小布施まちづくり視察レポート

2009年11月24日、笛吹市の市民活動支援課が主催した『小布施まちづくり視察研修』に旬感ネットのスタッフも参加させていただきました。小布施のまちづくりの取り組みをご紹介下さった、江戸川大学の鈴木輝隆教授も同行して解説をして下さいました。参考になることの多い、有意義な1日でした。今回の視察研修で学んだことを、私なりにレポートしたいと思います。

長野県小布施町

平日でも訪れる人は多い

りんご

名産品、りんごの季節…

関悦子さん(ア・ラ小布施)

まちを案内して下さった関さん。元気いっぱいの素敵な方…

路地裏

細い路地を歩くのが楽しい。

栗の木で舗装された散策路

散策路の舗装は「栗の木レンガ」。柔らかくて暖かい。

北斎館

北斎館周辺

今回の視察先は、長野県小布施町。栗のお菓子で有名ですね。人口1万2千人の小さな町ですが、そのまちづくりは全国から注目を集めています。今回は小布施町を訪ね、まちづくりに関わっていらっしゃる4人の方に、それぞれのお立場からお話をしていただきました。

市村良三町長

関悦子さん(ア・ラ小布施)

富岡義仁会長(はよんば隊)

花井裕一郎館長(まちとしょテラソ)

現在、小布施町に来る観光客は年間120万人にものぼります。なんとリピーター率は全国トップだそうです。なぜでしょうか?海外旅行へ行って、知らない町を歩くのはとても楽しいですよね。その町の独特の雰囲気を肌で感じることができるのが、旅の醍醐味です。町の人に混じって市場で買い物をしたり、地元の人と言葉を交わしたり…。整備された有名な世界遺産を見て歩くのとは、また違った楽しさです。とても新鮮だし、それでいてリラックスできて…。小布施の町を散策する人は、そんな楽しさを味わえるのではないでしょうか。

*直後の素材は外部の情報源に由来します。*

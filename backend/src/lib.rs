#![deny(clippy::all, clippy::pedantic, clippy::nursery, dead_code)]

//! KYC verification gateway
//!
//! A thin backend that forwards identity-verification requests to the Didit
//! verification API, keeps minimal per-user verification state in DynamoDB,
//! and reconciles the provider's asynchronous webhook callbacks into that
//! state.

pub mod cache;
pub mod middleware;
pub mod provider;
pub mod routes;
pub mod server;
pub mod types;
pub mod webhook;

高度経済成長による日本の町並み開発は産業優先で、統一された美観を持たず、結果として日本全国どこでも同じような、個性の無い景観となってしまいました。どの地域も観光収益を見込んで豪華絢爛なモニュメントや施設を作ることに血道をあげ、その土地固有の文化や景観は、振り返られる事無く破壊されて行きました。しかし、そんなありふれた観光地はどこか味気なく、時に来訪者に失望感を与えることさえあります。

そんな中、小布施の町が観光客に好感を与え、何度も訪れたくなる魅力を持つのは、根底にある観光の概念の違いではないでしょうか。市村町長がお話してくださいました。「小布施はまず、そこに暮らす住民の生活を優先したまちづくりを進めてきました。その上で、町に来たお客様を町全体でおもてなししようというのが小布施の観光理念です。お客様と町民の交流の結果として、また来たいと思ってくだされば良いのであって、すぐに商売にならなくても構わないのです。」

約30年前に小布施の町民の方々が始められた『町並み修景事業』というのは、住民の暮らしやすさを優先した生活環境の整備事業です。「内は自分のもの、外はみんなのもの」という概念を基底に、この土地に受け継がれてきた従来の建築を基調にした、調和のとれた景観を作り出し、町の魅力を高めました。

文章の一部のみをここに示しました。